7. You need immense amounts of data to train AI.
Not necessarily. Sure, you need a lot of data and computing power to train an AI from scratch. And, albeit to a lesser extent, you need terabytes of data to train an AI to perform a complex task such as driving a car. However, depending on the field of application of the AI, pre-trained neural networks are flexible enough to be retrained only in some specific areas. The basic data framework may come from a larger, more general data set, with only the last part of the network needing to be replaced to “fill in the blanks” specific to that given use case.
8. AI will replace existing BI tools, making any previous technology obsolete.
That’s a bit of a stretch, to say the least. The majority of modern business intelligence (BI) solutions are highly scalable and often customizable, so that any future AI-based model can be easily integrated directly inside their platforms. Companies always prefer to implement only those solutions which come without any risk for workflow disruption, and AI technologies have adapted to this need. Therefore, most AI platforms are implemented via the web so no replacement is necessary or, in the worst-case scenario, can be safely implemented in phases.
9. Neural Networks are like biological networks but mechanical.

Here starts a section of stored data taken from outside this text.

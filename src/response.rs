//! Synthetic invocation responses.
//!
//! Each model family gets the body shape its real Bedrock counterpart
//! returns, so client-side deserializers can be exercised unchanged:
//!
//! - `anthropic.claude*`: Anthropic Messages API object
//! - `amazon.titan*`: Titan text `results` object
//! - anything else: a generic `{output, usage}` object

use crate::catalog::ModelCatalog;
use crate::request::InvocationRequest;
use crate::tokens::estimate_tokens;
use serde::{Deserialize, Serialize};

/// Prefix of Anthropic Claude model identifiers.
pub const CLAUDE_PREFIX: &str = "anthropic.claude";

/// Prefix of Amazon Titan model identifiers.
pub const TITAN_PREFIX: &str = "amazon.titan";

// ---------------------------------------------------------------------------
// Response types
// ---------------------------------------------------------------------------

/// Token usage in Anthropic / generic responses.
#[derive(Debug, Clone, Copy, PartialEq, Eq, Serialize, Deserialize)]
pub struct Usage {
    /// Estimated tokens in the request.
    pub input_tokens: u32,
    /// Estimated tokens in the generated text.
    pub output_tokens: u32,
}

/// Anthropic Messages API response.
#[derive(Debug, Clone, PartialEq, Eq, Serialize, Deserialize)]
pub struct ClaudeMessage {
    /// `msg_mock_<unix millis>`.
    pub id: String,
    /// Always `"message"`.
    #[serde(rename = "type")]
    pub message_type: String,
    /// Always `"assistant"`.
    pub role: String,
    /// A single text block.
    pub content: Vec<ContentBlock>,
    /// Display name of the resolved profile.
    pub model: String,
    /// Always `"end_turn"`.
    pub stop_reason: String,
    /// Token usage.
    pub usage: Usage,
}

/// One content block of a [`ClaudeMessage`].
#[derive(Debug, Clone, PartialEq, Eq, Serialize, Deserialize)]
pub struct ContentBlock {
    /// Always `"text"`.
    #[serde(rename = "type")]
    pub block_type: String,
    /// Generated text.
    pub text: String,
}

/// Titan text generation response.
#[derive(Debug, Clone, PartialEq, Eq, Serialize, Deserialize)]
#[serde(rename_all = "camelCase")]
pub struct TitanResponse {
    /// Estimated tokens in the request.
    pub input_text_token_count: u32,
    /// A single result.
    pub results: Vec<TitanResult>,
}

/// One entry of [`TitanResponse::results`].
#[derive(Debug, Clone, PartialEq, Eq, Serialize, Deserialize)]
#[serde(rename_all = "camelCase")]
pub struct TitanResult {
    /// Estimated tokens in `output_text`.
    pub token_count: u32,
    /// Generated text.
    pub output_text: String,
    /// Always `"FINISH"`.
    pub completion_reason: String,
}

/// Response for model families the mock has no dedicated shape for.
#[derive(Debug, Clone, PartialEq, Eq, Serialize, Deserialize)]
pub struct GenericResponse {
    /// Generated text.
    pub output: String,
    /// Token usage.
    pub usage: Usage,
}

/// Any of the three response bodies. Serializes without a tag.
#[derive(Debug, Clone, PartialEq, Eq, Serialize, Deserialize)]
#[serde(untagged)]
pub enum InvocationResponse {
    /// `anthropic.claude*`
    Claude(ClaudeMessage),
    /// `amazon.titan*`
    Titan(TitanResponse),
    /// Everything else.
    Generic(GenericResponse),
}

impl InvocationResponse {
    /// Which schema this response uses.
    pub fn schema(&self) -> ResponseSchema {
        match self {
            Self::Claude(_) => ResponseSchema::Claude,
            Self::Titan(_) => ResponseSchema::Titan,
            Self::Generic(_) => ResponseSchema::Generic,
        }
    }

    /// `(input_tokens, output_tokens)` regardless of shape.
    pub fn token_counts(&self) -> (u32, u32) {
        match self {
            Self::Claude(msg) => (msg.usage.input_tokens, msg.usage.output_tokens),
            Self::Titan(titan) => (
                titan.input_text_token_count,
                titan.results.iter().map(|r| r.token_count).sum(),
            ),
            Self::Generic(generic) => (generic.usage.input_tokens, generic.usage.output_tokens),
        }
    }

    /// The generated text.
    pub fn output_text(&self) -> &str {
        match self {
            Self::Claude(msg) => msg.content.first().map_or("", |block| block.text.as_str()),
            Self::Titan(titan) => titan
                .results
                .first()
                .map_or("", |result| result.output_text.as_str()),
            Self::Generic(generic) => &generic.output,
        }
    }
}

// ---------------------------------------------------------------------------
// Schema selection
// ---------------------------------------------------------------------------

/// Response body family, chosen from the model identifier prefix.
#[derive(Debug, Clone, Copy, PartialEq, Eq)]
pub enum ResponseSchema {
    /// Anthropic Messages API.
    Claude,
    /// Amazon Titan text.
    Titan,
    /// Fallback `{output, usage}`.
    Generic,
}

impl ResponseSchema {
    /// Pick the schema for `model_id`. Checked in order: Claude, Titan, generic.
    pub fn for_model(model_id: &str) -> Self {
        if model_id.starts_with(CLAUDE_PREFIX) {
            Self::Claude
        } else if model_id.starts_with(TITAN_PREFIX) {
            Self::Titan
        } else {
            Self::Generic
        }
    }
}

/// Everything needed to render a response body, before picking a shape.
#[derive(Debug, Clone, PartialEq, Eq)]
pub struct Completion {
    /// Display name of the resolved profile.
    pub display_name: String,
    /// Estimated tokens in the request.
    pub input_tokens: u32,
    /// Generated text.
    pub output_text: String,
    /// Estimated tokens in `output_text`.
    pub output_tokens: u32,
}

impl Completion {
    /// Render this completion in the shape `model_id` calls for.
    pub fn render(self, model_id: &str) -> InvocationResponse {
        let usage = Usage {
            input_tokens: self.input_tokens,
            output_tokens: self.output_tokens,
        };
        match ResponseSchema::for_model(model_id) {
            ResponseSchema::Claude => InvocationResponse::Claude(ClaudeMessage {
                id: message_id(),
                message_type: "message".to_owned(),
                role: "assistant".to_owned(),
                content: vec![ContentBlock {
                    block_type: "text".to_owned(),
                    text: self.output_text,
                }],
                model: self.display_name,
                stop_reason: "end_turn".to_owned(),
                usage,
            }),
            ResponseSchema::Titan => InvocationResponse::Titan(TitanResponse {
                input_text_token_count: self.input_tokens,
                results: vec![TitanResult {
                    token_count: self.output_tokens,
                    output_text: self.output_text,
                    completion_reason: "FINISH".to_owned(),
                }],
            }),
            ResponseSchema::Generic => InvocationResponse::Generic(GenericResponse {
                output: self.output_text,
                usage,
            }),
        }
    }
}

// ---------------------------------------------------------------------------
// Synthesis
// ---------------------------------------------------------------------------

/// Fixed completion text for a model.
pub fn mock_output_text(display_name: &str, input_tokens: u32) -> String {
    format!(
        "This is a mock response from {display_name}. Your request was processed \
         successfully. Input contained approximately {input_tokens} tokens."
    )
}

/// Build the completion for `request` against the resolved profile of `model_id`.
pub fn complete(catalog: &ModelCatalog, model_id: &str, request: &InvocationRequest) -> Completion {
    let profile = catalog.resolve(model_id);
    let input_tokens = estimate_tokens(&request.prompt_text());
    let output_text = mock_output_text(profile.display_name, input_tokens);
    let output_tokens = estimate_tokens(&output_text);
    Completion {
        display_name: profile.display_name.to_owned(),
        input_tokens,
        output_text,
        output_tokens,
    }
}

/// Synthesize the full response body for one invocation.
pub fn synthesize(
    catalog: &ModelCatalog,
    model_id: &str,
    request: &InvocationRequest,
) -> InvocationResponse {
    complete(catalog, model_id, request).render(model_id)
}

/// `msg_mock_<unix millis>`. Not unique within a millisecond.
fn message_id() -> String {
    format!("msg_mock_{}", chrono::Utc::now().timestamp_millis())
}

#[cfg(test)]
mod tests {
    #![allow(clippy::unwrap_used, clippy::expect_used, clippy::panic)]

    use super::*;
    use serde_json::json;

    fn request(raw: &str) -> InvocationRequest {
        InvocationRequest::parse(raw.as_bytes()).unwrap()
    }

    #[test]
    fn schema_selection_by_prefix() {
        assert_eq!(
            ResponseSchema::for_model("anthropic.claude-3-haiku-20240307-v1:0"),
            ResponseSchema::Claude
        );
        assert_eq!(
            ResponseSchema::for_model("anthropic.claude-v2"),
            ResponseSchema::Claude
        );
        assert_eq!(
            ResponseSchema::for_model("amazon.titan-text-lite-v1"),
            ResponseSchema::Titan
        );
        assert_eq!(
            ResponseSchema::for_model("meta.llama3-8b-instruct-v1:0"),
            ResponseSchema::Generic
        );
        assert_eq!(
            ResponseSchema::for_model("anthropic.other"),
            ResponseSchema::Generic
        );
        assert_eq!(ResponseSchema::for_model(""), ResponseSchema::Generic);
    }

    #[test]
    fn output_text_template() {
        assert_eq!(
            mock_output_text("titan-text-express", 7),
            "This is a mock response from titan-text-express. Your request was processed \
             successfully. Input contained approximately 7 tokens."
        );
    }

    #[test]
    fn complete_counts_tokens() {
        let catalog = ModelCatalog::builtin();
        let completion = complete(
            &catalog,
            "amazon.titan-text-express-v1",
            &request(r#"{"prompt":"abcd"}"#),
        );
        // `"abcd"` is 6 characters
        assert_eq!(completion.input_tokens, 2);
        assert_eq!(completion.display_name, "titan-text-express");
        assert_eq!(
            completion.output_tokens,
            estimate_tokens(&completion.output_text)
        );
    }

    #[test]
    fn complete_empty_body_counts_encoded_empty_string() {
        let catalog = ModelCatalog::builtin();
        let completion = complete(&catalog, "foo.bar-v1", &InvocationRequest::empty());
        assert_eq!(completion.input_tokens, 1);
        assert!(completion.output_text.contains("claude-3-sonnet-20240229"));
    }

    #[test]
    fn claude_shape() {
        let catalog = ModelCatalog::builtin();
        let resp = synthesize(
            &catalog,
            "anthropic.claude-3-haiku-20240307-v1:0",
            &request("{}"),
        );
        assert_eq!(resp.schema(), ResponseSchema::Claude);

        let json = serde_json::to_value(&resp).unwrap();
        assert!(json["id"].as_str().unwrap().starts_with("msg_mock_"));
        assert_eq!(json["type"], "message");
        assert_eq!(json["role"], "assistant");
        assert_eq!(json["content"][0]["type"], "text");
        assert_eq!(json["model"], "claude-3-haiku-20240307");
        assert_eq!(json["stop_reason"], "end_turn");
        assert_eq!(json["usage"]["input_tokens"], 1);
        assert!(json["usage"]["output_tokens"].as_u64().unwrap() > 0);
    }

    #[test]
    fn claude_id_embeds_millis() {
        let before = chrono::Utc::now().timestamp_millis();
        let id = message_id();
        let after = chrono::Utc::now().timestamp_millis();
        let millis: i64 = id.strip_prefix("msg_mock_").unwrap().parse().unwrap();
        assert!(millis >= before && millis <= after);
    }

    #[test]
    fn titan_shape() {
        let catalog = ModelCatalog::builtin();
        let resp = synthesize(&catalog, "amazon.titan-text-express-v1", &request("{}"));
        let json = serde_json::to_value(&resp).unwrap();
        assert_eq!(json["inputTextTokenCount"], 1);
        assert_eq!(json["results"][0]["completionReason"], "FINISH");
        assert!(
            json["results"][0]["outputText"]
                .as_str()
                .unwrap()
                .contains("titan-text-express")
        );
        assert!(json.get("usage").is_none());
    }

    #[test]
    fn generic_shape_for_unknown_model() {
        let catalog = ModelCatalog::builtin();
        let resp = synthesize(&catalog, "foo.bar-v1", &request(r#"{"prompt":"ab"}"#));
        assert_eq!(resp.schema(), ResponseSchema::Generic);
        let json = serde_json::to_value(&resp).unwrap();
        assert_eq!(json["usage"]["input_tokens"], 1);
        assert!(
            json["output"]
                .as_str()
                .unwrap()
                .contains("claude-3-sonnet-20240229")
        );
        let keys: Vec<_> = json.as_object().unwrap().keys().cloned().collect();
        assert_eq!(keys.len(), 2);
    }

    #[test]
    fn token_counts_agree_across_shapes() {
        let catalog = ModelCatalog::builtin();
        let body = request(r#"{"messages":[{"content":"hello there","role":"user"}]}"#);
        let claude = synthesize(&catalog, "anthropic.claude-3-sonnet-20240229-v1:0", &body);
        let generic = synthesize(&catalog, "mistral.mistral-7b", &body);
        assert_eq!(claude.token_counts(), generic.token_counts());
        assert_eq!(claude.output_text(), generic.output_text());
    }

    #[test]
    fn untagged_deserialize_picks_matching_variant() {
        let titan: InvocationResponse = serde_json::from_value(json!({
            "inputTextTokenCount": 3,
            "results": [{"tokenCount": 9, "outputText": "hi", "completionReason": "FINISH"}]
        }))
        .unwrap();
        assert_eq!(titan.schema(), ResponseSchema::Titan);
        assert_eq!(titan.token_counts(), (3, 9));

        let generic: InvocationResponse = serde_json::from_value(json!({
            "output": "hi",
            "usage": {"input_tokens": 1, "output_tokens": 2}
        }))
        .unwrap();
        assert_eq!(generic.schema(), ResponseSchema::Generic);
        assert_eq!(generic.output_text(), "hi");
    }
}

No neural network can even hope to reach a fraction of the complexity of the human brain. Despite many years of clinical and scientific research, we still fail to understand biological neural networks to their full extent since neurons fulfill so many different tasks with the human body (think about the difference between a sensory and a motor neuron) and even transmit information through many different pathways (using electricity, chemical potential and neurotransmitters). Neural networks can only understand very simple inputs in the typical 1 or 0 (“yes” or “no”) machine fashion. It’s like comparing the complexity of a military aircraft to a kite just because they can both fly.
10. AI will eventually become intelligent enough to understand that humans are dangerous to it and must be exterminated.
Well, we can’t actually debunk this myth since it’s not a myth. It’s a reality. Brace yourselves, because resistance is futile!
Jokes aside, simply put, AI has nowhere near the intelligence needed to understand the world around itself and make autonomous, rational decisions. Each algorithm is developed to perform one task and is not able to do anything outside that, let alone reach the ability to think independently. Computers use the “brute force” of their superior computational powers to find a solution to relatively simple issues, but they lack the understanding, perception depth, and strategic complexity to have a purpose outside the one they’re programmed for.
So rest easily, because AI is just going to be nothing but our artificial helpers and servants for a long, long time.